* _DATA FOR THIS EXERCISE_
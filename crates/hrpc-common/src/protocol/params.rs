//! Parameter lists and their wire type names.
//!
//! The server resolves a handler by the exact sequence of parameter type names,
//! so both sides must agree on how a Rust type is named. [`WireType`] gives
//! each type a stable, language-neutral name instead of relying on
//! `std::any::type_name`, whose output is not guaranteed to be stable.

use serde::de::DeserializeOwned;
use serde::Serialize;
use std::borrow::Cow;
use std::collections::{BTreeMap, HashMap};

use super::error::{HrpcError, Result};
use crate::transport::codec::PayloadCodec;

/// A type that can travel as an RPC parameter.
pub trait WireType {
    fn wire_name() -> Cow<'static, str>;
}

macro_rules! impl_wire_scalar {
    ($($ty:ty => $name:literal),* $(,)?) => {
        $(
            impl WireType for $ty {
                fn wire_name() -> Cow<'static, str> {
                    Cow::Borrowed($name)
                }
            }
        )*
    };
}

impl_wire_scalar!(
    () => "unit",
    bool => "bool",
    char => "char",
    u8 => "u8",
    u16 => "u16",
    u32 => "u32",
    u64 => "u64",
    i8 => "i8",
    i16 => "i16",
    i32 => "i32",
    i64 => "i64",
    f32 => "f32",
    f64 => "f64",
    String => "string",
);

impl<T: WireType> WireType for Vec<T> {
    fn wire_name() -> Cow<'static, str> {
        Cow::Owned(format!("list<{}>", T::wire_name()))
    }
}

impl<T: WireType> WireType for Option<T> {
    fn wire_name() -> Cow<'static, str> {
        Cow::Owned(format!("option<{}>", T::wire_name()))
    }
}

impl<T: WireType> WireType for HashMap<String, T> {
    fn wire_name() -> Cow<'static, str> {
        Cow::Owned(format!("map<string,{}>", T::wire_name()))
    }
}

impl<T: WireType> WireType for BTreeMap<String, T> {
    fn wire_name() -> Cow<'static, str> {
        Cow::Owned(format!("map<string,{}>", T::wire_name()))
    }
}

/// Names a user type for use as an RPC parameter.
///
/// The one-argument form uses the type's own name. The two-argument form
/// picks the name explicitly. Both only work for types defined in the calling
/// crate; containers such as `Vec<Point>` are already named by their element
/// type (`list<Point>`).
///
/// ```
/// use hrpc_common::protocol::params::WireType;
/// use hrpc_common::wire_type;
/// use serde::{Deserialize, Serialize};
///
/// #[derive(Serialize, Deserialize)]
/// struct Point { x: i32, y: i32 }
///
/// #[derive(Serialize, Deserialize)]
/// struct Polyline(Vec<Point>);
///
/// wire_type!(Point);
/// wire_type!(Polyline, "polyline");
///
/// assert_eq!(Vec::<Point>::wire_name(), "list<Point>");
/// assert_eq!(Polyline::wire_name(), "polyline");
/// ```
#[macro_export]
macro_rules! wire_type {
    ($ty:ty) => {
        $crate::wire_type!($ty, stringify!($ty));
    };
    ($ty:ty, $name:expr) => {
        impl $crate::protocol::params::WireType for $ty {
            fn wire_name() -> ::std::borrow::Cow<'static, str> {
                ::std::borrow::Cow::Borrowed($name)
            }
        }
    };
}

/// An ordered parameter list, implemented for tuples of [`WireType`] values.
pub trait Params: Sized + Send + 'static {
    fn type_names() -> Vec<String>;

    fn encode(&self, codec: &PayloadCodec) -> Result<Vec<Vec<u8>>>;

    fn decode(codec: &PayloadCodec, parameters: &[Vec<u8>]) -> Result<Self>;
}

macro_rules! impl_params {
    ($len:expr; $($name:ident : $idx:tt),*) => {
        impl<$($name),*> Params for ($($name,)*)
        where
            $($name: WireType + Serialize + DeserializeOwned + Send + 'static),*
        {
            fn type_names() -> Vec<String> {
                vec![$($name::wire_name().into_owned()),*]
            }

            #[allow(unused_variables)]
            fn encode(&self, codec: &PayloadCodec) -> Result<Vec<Vec<u8>>> {
                Ok(vec![$(codec.serialize(&self.$idx)?),*])
            }

            #[allow(unused_variables)]
            fn decode(codec: &PayloadCodec, parameters: &[Vec<u8>]) -> Result<Self> {
                if parameters.len() != $len {
                    return Err(HrpcError::InvalidRequest(format!(
                        "expected {} parameters, got {}",
                        $len,
                        parameters.len()
                    )));
                }
                Ok(($(codec.deserialize::<$name>(&parameters[$idx])?,)*))
            }
        }
    };
}

impl_params!(0;);
impl_params!(1; A: 0);
impl_params!(2; A: 0, B: 1);
impl_params!(3; A: 0, B: 1, C: 2);
impl_params!(4; A: 0, B: 1, C: 2, D: 3);
impl_params!(5; A: 0, B: 1, C: 2, D: 3, E: 4);
impl_params!(6; A: 0, B: 1, C: 2, D: 3, E: 4, F: 5);

#[cfg(test)]
mod tests {
    use super::*;
    use serde::Deserialize;

    #[derive(Debug, Serialize, Deserialize, PartialEq)]
    struct Point {
        x: i32,
        y: i32,
    }

    crate::wire_type!(Point);

    #[derive(Debug, Serialize, Deserialize, PartialEq)]
    struct Polyline(Vec<Point>);

    crate::wire_type!(Polyline, "polyline");

    #[test]
    fn test_explicit_name_for_local_newtype() {
        assert_eq!(Polyline::wire_name(), "polyline");
        assert_eq!(<Vec<Point>>::wire_name(), "list<Point>");
        assert_eq!(<(Polyline,)>::type_names(), vec!["polyline".to_string()]);
    }

    #[test]
    fn test_scalar_and_composite_names() {
        assert_eq!(String::wire_name(), "string");
        assert_eq!(<Vec<Option<i64>>>::wire_name(), "list<option<i64>>");
        assert_eq!(<HashMap<String, bool>>::wire_name(), "map<string,bool>");
        assert_eq!(Point::wire_name(), "Point");
    }

    #[test]
    fn test_tuple_type_names_keep_order() {
        assert_eq!(
            <(String, i32, Point)>::type_names(),
            vec!["string".to_string(), "i32".to_string(), "Point".to_string()]
        );
        assert!(<()>::type_names().is_empty());
    }

    #[test]
    fn test_params_encode_decode() {
        let codec = PayloadCodec::default();
        let params = ("hi".to_string(), 7u32, Point { x: 1, y: -2 });

        let encoded = params.encode(&codec).unwrap();
        assert_eq!(encoded.len(), 3);

        let decoded = <(String, u32, Point)>::decode(&codec, &encoded).unwrap();
        assert_eq!(decoded, params);
    }

    #[test]
    fn test_decode_rejects_wrong_arity() {
        let codec = PayloadCodec::default();
        let encoded = ("only".to_string(),).encode(&codec).unwrap();

        let result = <(String, String)>::decode(&codec, &encoded);
        assert!(matches!(result, Err(HrpcError::InvalidRequest(_))));
    }

    #[test]
    fn test_decode_rejects_wrong_type() {
        let codec = PayloadCodec::json();
        let encoded = ("not a number".to_string(),).encode(&codec).unwrap();

        assert!(<(u64,)>::decode(&codec, &encoded).is_err());
    }
}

* _GOAL OF THE EXERCISE_
Some lines in the material contain "serde". Show all of them.

* _THE COMPLETED TASK_
use serde::de::DeserializeOwned;
use serde::Serialize;
/// use serde::{Deserialize, Serialize};
    use serde::Deserialize;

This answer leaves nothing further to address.